*** Opening of EXTRACTED ENTRIES ***
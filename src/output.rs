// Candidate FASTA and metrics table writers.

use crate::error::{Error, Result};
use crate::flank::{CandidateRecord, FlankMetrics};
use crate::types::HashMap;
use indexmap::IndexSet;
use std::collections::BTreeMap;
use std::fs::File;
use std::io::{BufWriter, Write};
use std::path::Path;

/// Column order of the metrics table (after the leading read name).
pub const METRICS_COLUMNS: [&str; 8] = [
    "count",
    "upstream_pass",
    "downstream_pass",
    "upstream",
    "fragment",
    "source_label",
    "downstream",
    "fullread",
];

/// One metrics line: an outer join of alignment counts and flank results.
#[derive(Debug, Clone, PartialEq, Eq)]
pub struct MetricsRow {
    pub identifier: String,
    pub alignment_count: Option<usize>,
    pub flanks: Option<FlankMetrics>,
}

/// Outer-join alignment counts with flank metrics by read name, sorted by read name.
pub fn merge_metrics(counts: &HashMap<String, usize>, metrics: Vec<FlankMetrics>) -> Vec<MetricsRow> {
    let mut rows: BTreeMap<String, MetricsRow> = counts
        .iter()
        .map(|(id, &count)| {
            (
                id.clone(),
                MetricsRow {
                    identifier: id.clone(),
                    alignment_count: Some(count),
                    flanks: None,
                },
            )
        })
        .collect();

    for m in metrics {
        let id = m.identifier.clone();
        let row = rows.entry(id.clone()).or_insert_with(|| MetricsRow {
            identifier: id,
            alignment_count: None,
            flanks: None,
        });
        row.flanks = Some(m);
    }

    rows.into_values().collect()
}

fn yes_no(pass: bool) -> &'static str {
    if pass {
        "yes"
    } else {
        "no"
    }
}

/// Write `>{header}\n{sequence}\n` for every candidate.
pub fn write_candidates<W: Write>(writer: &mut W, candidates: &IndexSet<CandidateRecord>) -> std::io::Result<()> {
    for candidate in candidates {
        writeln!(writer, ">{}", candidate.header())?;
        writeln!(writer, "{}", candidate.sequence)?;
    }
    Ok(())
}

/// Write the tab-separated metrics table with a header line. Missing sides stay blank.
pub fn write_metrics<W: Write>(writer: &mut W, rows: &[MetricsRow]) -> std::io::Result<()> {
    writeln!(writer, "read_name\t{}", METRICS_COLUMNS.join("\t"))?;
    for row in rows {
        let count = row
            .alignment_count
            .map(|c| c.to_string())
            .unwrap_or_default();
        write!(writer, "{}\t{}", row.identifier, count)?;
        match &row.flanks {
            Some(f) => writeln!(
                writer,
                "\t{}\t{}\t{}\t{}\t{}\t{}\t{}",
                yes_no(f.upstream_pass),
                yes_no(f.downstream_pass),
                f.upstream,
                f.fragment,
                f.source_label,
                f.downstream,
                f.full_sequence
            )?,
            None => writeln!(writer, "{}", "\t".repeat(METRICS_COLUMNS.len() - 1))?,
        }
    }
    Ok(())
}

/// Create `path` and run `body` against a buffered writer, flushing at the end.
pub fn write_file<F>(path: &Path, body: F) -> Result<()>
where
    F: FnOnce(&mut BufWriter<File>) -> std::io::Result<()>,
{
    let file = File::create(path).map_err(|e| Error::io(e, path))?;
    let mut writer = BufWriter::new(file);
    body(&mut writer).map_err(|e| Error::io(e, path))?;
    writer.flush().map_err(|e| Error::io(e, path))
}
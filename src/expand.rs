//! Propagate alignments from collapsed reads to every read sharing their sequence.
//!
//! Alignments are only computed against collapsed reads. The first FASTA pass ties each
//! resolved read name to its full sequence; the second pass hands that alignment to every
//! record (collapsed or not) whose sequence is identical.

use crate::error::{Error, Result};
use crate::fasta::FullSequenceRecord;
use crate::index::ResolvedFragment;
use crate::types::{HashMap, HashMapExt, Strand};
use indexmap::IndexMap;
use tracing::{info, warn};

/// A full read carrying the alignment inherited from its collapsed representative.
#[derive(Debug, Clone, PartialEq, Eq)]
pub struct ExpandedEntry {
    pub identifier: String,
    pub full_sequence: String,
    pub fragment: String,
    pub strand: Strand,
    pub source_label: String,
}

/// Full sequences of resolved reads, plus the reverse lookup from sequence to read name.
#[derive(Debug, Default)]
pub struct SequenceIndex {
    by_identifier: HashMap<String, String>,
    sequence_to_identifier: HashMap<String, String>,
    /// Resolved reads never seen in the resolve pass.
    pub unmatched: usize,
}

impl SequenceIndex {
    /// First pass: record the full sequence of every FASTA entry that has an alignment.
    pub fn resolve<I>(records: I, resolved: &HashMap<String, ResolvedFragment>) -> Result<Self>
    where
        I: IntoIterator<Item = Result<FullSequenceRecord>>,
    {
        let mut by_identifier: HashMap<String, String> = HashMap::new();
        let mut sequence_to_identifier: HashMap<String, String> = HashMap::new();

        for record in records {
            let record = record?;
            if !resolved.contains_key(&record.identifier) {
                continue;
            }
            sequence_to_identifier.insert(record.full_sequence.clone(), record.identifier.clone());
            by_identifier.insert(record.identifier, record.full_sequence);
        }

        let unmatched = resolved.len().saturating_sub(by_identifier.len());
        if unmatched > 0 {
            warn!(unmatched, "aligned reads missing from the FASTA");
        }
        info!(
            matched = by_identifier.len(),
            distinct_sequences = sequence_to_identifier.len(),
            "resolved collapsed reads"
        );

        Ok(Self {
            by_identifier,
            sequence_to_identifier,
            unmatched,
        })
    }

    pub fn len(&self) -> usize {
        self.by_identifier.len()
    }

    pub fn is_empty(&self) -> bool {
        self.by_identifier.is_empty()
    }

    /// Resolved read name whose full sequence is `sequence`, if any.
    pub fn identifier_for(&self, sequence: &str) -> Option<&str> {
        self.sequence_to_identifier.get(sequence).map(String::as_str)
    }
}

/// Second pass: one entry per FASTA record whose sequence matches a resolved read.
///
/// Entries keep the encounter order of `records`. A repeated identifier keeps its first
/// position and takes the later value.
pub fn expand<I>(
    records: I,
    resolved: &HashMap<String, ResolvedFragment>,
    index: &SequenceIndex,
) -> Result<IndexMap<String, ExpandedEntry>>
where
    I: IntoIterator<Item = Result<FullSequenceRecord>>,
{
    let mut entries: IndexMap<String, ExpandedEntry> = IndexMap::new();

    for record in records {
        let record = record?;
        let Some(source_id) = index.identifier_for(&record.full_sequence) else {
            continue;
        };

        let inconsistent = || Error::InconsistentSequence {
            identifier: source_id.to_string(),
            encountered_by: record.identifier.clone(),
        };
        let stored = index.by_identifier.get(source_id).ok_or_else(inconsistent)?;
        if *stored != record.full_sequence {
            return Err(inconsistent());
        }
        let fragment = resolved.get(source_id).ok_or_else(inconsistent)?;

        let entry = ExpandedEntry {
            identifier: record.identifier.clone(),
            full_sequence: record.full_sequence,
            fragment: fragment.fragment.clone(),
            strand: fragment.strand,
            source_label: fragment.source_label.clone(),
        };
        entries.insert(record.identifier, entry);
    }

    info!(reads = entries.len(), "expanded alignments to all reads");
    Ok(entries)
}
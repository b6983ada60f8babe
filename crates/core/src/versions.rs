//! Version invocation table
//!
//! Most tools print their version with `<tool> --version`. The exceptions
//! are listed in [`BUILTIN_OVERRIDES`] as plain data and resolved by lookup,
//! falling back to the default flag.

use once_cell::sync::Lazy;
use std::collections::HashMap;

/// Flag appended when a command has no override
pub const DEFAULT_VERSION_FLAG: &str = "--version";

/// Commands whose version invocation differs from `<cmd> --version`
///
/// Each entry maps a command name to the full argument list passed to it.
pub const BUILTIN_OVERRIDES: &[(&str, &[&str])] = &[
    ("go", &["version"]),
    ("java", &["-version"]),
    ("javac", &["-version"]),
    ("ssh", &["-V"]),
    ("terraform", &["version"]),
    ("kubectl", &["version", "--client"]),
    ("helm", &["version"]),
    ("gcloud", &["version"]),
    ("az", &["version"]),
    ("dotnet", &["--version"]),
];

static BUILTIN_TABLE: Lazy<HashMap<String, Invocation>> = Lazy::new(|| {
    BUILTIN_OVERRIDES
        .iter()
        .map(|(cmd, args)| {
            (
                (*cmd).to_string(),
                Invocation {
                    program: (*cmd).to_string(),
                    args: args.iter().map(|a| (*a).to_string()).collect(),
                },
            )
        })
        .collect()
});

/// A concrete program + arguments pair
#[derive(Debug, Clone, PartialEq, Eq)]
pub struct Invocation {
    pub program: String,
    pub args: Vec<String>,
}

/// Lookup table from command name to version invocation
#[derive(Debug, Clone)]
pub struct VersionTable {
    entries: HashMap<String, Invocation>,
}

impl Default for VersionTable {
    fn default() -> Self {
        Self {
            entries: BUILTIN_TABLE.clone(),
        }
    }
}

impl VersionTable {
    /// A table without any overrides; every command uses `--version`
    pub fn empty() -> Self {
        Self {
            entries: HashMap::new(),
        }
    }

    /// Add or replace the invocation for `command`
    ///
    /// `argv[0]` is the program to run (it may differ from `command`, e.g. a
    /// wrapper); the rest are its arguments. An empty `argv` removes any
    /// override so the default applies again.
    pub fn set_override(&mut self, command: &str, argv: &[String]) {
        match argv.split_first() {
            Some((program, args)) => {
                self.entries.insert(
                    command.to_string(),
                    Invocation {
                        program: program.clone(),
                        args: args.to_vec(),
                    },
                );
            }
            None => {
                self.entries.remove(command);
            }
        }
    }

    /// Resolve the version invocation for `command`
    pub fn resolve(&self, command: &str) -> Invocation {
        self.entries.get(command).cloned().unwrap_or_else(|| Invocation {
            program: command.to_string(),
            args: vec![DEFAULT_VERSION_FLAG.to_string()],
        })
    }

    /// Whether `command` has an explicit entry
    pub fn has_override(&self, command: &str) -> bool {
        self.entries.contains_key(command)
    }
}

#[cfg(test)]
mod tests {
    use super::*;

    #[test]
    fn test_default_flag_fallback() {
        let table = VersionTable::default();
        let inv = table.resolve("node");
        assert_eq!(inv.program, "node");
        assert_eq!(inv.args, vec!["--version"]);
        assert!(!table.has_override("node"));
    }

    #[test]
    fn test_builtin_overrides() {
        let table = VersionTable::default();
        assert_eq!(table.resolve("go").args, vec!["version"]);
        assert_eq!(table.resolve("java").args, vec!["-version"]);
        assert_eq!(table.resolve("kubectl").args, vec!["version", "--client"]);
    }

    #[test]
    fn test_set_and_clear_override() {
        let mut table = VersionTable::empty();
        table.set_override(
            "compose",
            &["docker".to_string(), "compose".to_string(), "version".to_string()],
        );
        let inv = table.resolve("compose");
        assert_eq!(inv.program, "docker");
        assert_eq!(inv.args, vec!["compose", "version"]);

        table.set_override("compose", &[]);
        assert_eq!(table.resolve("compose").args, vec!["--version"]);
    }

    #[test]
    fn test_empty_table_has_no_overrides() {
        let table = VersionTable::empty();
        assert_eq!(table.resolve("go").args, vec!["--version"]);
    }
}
*** Close of EXTRACTED ENTRIES ***
*** Opening of EXTRACTED ENTRIES ***
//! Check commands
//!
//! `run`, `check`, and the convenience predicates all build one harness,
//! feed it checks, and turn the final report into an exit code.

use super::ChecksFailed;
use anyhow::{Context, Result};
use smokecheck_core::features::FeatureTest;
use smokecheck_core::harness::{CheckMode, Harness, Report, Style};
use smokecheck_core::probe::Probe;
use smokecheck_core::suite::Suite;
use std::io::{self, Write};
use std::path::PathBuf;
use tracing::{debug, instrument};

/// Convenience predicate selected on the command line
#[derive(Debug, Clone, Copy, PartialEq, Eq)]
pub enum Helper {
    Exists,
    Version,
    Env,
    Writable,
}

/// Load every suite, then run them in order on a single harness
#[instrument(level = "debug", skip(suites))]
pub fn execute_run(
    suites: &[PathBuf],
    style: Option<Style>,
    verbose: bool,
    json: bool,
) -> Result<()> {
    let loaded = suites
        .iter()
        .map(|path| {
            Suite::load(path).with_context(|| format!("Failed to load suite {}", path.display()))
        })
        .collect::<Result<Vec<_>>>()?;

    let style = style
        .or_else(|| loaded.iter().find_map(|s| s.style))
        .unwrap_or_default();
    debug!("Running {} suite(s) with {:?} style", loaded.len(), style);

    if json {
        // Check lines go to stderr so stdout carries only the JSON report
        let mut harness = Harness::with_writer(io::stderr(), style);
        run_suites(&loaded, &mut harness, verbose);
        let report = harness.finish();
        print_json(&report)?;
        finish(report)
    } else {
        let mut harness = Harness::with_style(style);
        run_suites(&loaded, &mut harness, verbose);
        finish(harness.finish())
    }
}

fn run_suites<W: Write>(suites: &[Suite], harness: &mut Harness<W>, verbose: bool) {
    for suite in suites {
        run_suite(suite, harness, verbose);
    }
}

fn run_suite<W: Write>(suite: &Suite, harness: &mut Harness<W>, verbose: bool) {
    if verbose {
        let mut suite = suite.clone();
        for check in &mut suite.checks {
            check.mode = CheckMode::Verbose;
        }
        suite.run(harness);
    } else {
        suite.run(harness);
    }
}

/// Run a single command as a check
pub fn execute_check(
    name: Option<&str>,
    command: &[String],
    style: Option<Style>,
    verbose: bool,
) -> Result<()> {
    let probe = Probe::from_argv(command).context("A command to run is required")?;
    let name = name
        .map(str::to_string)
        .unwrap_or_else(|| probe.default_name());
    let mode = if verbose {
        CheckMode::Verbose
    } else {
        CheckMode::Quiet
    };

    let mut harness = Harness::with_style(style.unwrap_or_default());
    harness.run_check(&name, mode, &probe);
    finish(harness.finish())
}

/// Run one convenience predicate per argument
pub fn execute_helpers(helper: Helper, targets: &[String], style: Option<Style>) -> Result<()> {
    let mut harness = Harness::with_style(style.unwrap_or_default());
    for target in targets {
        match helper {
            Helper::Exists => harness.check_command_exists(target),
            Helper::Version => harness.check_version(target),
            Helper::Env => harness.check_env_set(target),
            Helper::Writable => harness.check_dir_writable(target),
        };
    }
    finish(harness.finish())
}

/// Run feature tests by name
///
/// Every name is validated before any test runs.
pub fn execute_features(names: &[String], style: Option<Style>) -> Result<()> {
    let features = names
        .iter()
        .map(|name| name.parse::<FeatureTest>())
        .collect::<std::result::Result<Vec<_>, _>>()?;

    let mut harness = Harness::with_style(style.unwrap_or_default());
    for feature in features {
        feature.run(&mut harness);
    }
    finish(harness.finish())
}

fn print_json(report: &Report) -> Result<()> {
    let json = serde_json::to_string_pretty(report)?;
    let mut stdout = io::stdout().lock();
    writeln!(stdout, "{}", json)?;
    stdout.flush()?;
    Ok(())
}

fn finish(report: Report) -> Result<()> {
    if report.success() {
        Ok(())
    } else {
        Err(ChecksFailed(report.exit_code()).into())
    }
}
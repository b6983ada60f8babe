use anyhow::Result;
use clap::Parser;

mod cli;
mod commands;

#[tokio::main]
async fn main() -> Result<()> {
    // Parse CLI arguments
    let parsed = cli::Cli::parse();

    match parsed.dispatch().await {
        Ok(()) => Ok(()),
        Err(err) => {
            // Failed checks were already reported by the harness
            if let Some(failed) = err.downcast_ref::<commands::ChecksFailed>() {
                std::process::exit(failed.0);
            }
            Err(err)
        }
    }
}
*** Close of EXTRACTED ENTRIES ***
*** Opening of EXTRACTED ENTRIES ***
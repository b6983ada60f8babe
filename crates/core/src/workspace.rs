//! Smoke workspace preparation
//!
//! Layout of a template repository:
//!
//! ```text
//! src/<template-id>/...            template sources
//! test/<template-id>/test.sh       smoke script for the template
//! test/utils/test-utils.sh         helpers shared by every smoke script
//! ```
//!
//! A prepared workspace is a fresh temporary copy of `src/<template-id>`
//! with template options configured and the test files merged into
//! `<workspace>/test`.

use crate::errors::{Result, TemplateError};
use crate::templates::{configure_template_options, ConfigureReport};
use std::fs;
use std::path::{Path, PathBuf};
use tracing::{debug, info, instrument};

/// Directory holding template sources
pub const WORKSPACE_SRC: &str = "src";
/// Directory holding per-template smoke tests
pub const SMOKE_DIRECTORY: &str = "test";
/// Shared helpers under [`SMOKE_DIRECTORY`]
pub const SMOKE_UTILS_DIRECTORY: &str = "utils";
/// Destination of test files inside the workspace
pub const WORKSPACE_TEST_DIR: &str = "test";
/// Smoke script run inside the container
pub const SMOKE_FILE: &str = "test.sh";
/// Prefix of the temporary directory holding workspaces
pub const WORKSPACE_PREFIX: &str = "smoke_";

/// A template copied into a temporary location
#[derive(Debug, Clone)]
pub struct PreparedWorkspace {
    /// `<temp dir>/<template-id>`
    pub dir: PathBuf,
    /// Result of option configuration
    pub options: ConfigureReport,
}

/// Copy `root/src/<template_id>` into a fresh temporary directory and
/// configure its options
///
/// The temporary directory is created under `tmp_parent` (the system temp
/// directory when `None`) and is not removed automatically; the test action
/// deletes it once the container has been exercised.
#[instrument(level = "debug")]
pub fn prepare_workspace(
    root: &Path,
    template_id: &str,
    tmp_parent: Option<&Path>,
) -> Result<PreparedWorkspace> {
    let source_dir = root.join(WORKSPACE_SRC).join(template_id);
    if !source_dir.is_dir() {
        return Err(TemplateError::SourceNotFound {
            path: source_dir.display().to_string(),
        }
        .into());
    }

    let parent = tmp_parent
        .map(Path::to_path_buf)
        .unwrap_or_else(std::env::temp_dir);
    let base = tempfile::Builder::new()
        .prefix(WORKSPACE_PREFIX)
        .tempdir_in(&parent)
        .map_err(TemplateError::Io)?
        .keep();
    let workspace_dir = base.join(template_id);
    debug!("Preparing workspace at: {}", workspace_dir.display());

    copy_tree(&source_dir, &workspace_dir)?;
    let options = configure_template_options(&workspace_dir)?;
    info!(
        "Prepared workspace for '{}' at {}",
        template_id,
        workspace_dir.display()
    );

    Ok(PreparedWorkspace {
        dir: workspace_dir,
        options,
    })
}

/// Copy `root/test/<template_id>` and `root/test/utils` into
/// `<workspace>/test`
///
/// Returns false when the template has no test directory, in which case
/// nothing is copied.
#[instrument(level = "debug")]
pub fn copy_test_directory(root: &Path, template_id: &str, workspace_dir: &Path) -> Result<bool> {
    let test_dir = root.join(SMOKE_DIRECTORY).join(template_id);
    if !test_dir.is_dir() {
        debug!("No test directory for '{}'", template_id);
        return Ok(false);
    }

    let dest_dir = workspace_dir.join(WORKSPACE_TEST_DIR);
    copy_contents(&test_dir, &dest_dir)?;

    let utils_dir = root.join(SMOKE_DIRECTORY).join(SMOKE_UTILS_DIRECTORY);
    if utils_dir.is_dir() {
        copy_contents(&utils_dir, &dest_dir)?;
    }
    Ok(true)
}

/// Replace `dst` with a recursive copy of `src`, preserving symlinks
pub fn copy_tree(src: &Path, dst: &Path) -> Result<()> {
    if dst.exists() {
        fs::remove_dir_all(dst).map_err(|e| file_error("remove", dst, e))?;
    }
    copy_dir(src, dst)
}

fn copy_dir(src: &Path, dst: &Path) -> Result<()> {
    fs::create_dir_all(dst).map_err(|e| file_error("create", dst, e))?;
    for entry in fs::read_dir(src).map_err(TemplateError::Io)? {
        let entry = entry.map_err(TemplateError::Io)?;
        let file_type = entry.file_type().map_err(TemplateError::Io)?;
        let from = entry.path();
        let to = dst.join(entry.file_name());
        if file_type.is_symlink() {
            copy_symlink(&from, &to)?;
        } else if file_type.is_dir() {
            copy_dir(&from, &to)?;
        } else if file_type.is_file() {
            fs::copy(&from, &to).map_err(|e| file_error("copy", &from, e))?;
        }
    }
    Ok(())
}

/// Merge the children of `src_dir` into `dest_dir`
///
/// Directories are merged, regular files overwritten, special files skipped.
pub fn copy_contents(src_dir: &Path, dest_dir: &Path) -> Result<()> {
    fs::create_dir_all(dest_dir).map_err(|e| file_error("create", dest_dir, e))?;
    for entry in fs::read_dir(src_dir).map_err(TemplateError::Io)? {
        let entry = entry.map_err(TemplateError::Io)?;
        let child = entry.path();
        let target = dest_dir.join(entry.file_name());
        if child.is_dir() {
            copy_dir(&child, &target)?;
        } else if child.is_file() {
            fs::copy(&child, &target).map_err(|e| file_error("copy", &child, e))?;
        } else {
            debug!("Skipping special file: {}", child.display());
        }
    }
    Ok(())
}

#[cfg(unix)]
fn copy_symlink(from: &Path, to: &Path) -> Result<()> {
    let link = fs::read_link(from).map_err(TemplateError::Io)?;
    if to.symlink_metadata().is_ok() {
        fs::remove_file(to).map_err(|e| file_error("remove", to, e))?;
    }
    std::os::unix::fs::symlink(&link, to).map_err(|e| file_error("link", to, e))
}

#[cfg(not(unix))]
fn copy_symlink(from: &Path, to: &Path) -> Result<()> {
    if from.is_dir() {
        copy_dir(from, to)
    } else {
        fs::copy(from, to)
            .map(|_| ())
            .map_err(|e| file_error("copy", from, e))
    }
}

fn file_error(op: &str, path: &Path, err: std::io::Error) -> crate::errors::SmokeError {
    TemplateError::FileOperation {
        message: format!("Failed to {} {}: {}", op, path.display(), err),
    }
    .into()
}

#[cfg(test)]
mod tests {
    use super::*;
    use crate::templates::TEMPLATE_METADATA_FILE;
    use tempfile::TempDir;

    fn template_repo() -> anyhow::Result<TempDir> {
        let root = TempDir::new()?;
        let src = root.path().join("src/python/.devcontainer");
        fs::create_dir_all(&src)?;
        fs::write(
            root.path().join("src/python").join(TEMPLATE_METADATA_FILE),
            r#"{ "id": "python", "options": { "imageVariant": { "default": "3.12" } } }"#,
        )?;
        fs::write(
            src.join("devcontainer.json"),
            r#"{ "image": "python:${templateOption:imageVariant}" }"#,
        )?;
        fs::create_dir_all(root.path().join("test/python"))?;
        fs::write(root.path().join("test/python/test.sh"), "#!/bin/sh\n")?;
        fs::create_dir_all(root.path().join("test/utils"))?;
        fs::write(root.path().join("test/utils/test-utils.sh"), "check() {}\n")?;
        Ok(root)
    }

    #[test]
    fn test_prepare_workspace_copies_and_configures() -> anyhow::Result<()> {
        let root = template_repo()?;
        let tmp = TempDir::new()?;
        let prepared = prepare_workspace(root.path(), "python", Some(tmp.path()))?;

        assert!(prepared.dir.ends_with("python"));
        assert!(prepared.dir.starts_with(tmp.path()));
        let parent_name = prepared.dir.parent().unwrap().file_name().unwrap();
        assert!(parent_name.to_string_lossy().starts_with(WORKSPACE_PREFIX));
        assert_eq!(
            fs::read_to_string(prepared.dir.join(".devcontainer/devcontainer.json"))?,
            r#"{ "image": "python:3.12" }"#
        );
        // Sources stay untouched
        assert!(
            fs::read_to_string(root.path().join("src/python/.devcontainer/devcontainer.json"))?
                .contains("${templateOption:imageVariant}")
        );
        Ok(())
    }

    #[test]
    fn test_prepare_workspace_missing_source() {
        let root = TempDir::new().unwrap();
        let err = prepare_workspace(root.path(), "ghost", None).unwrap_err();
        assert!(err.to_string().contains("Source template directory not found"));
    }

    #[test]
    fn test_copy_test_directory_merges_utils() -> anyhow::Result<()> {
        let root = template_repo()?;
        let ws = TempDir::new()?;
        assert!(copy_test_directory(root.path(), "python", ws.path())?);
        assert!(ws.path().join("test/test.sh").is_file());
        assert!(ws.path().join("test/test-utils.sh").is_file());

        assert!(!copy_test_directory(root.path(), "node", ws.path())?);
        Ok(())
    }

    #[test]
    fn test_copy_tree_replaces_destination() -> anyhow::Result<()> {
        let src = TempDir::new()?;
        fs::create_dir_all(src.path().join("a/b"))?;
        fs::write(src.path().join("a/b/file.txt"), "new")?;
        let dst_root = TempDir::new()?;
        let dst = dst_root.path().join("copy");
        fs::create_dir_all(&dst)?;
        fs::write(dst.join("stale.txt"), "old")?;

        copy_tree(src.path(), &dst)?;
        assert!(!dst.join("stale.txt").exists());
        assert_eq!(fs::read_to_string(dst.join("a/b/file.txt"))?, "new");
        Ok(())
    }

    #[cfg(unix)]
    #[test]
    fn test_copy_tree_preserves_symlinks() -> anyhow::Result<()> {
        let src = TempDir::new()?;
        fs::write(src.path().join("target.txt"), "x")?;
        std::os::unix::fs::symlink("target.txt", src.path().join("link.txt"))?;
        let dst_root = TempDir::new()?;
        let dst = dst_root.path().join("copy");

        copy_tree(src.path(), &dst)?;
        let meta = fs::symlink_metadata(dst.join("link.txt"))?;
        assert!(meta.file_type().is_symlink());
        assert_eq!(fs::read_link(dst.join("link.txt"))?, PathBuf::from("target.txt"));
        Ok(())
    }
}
*** Close of EXTRACTED ENTRIES ***
### [EXERCISE DIRECTIONS]
Throughout the records above, find the lines in which the word "Writable" appears and return them.

### [WRITTEN ANSWER]
    Writable,
            Helper::Writable => harness.check_dir_writable(target),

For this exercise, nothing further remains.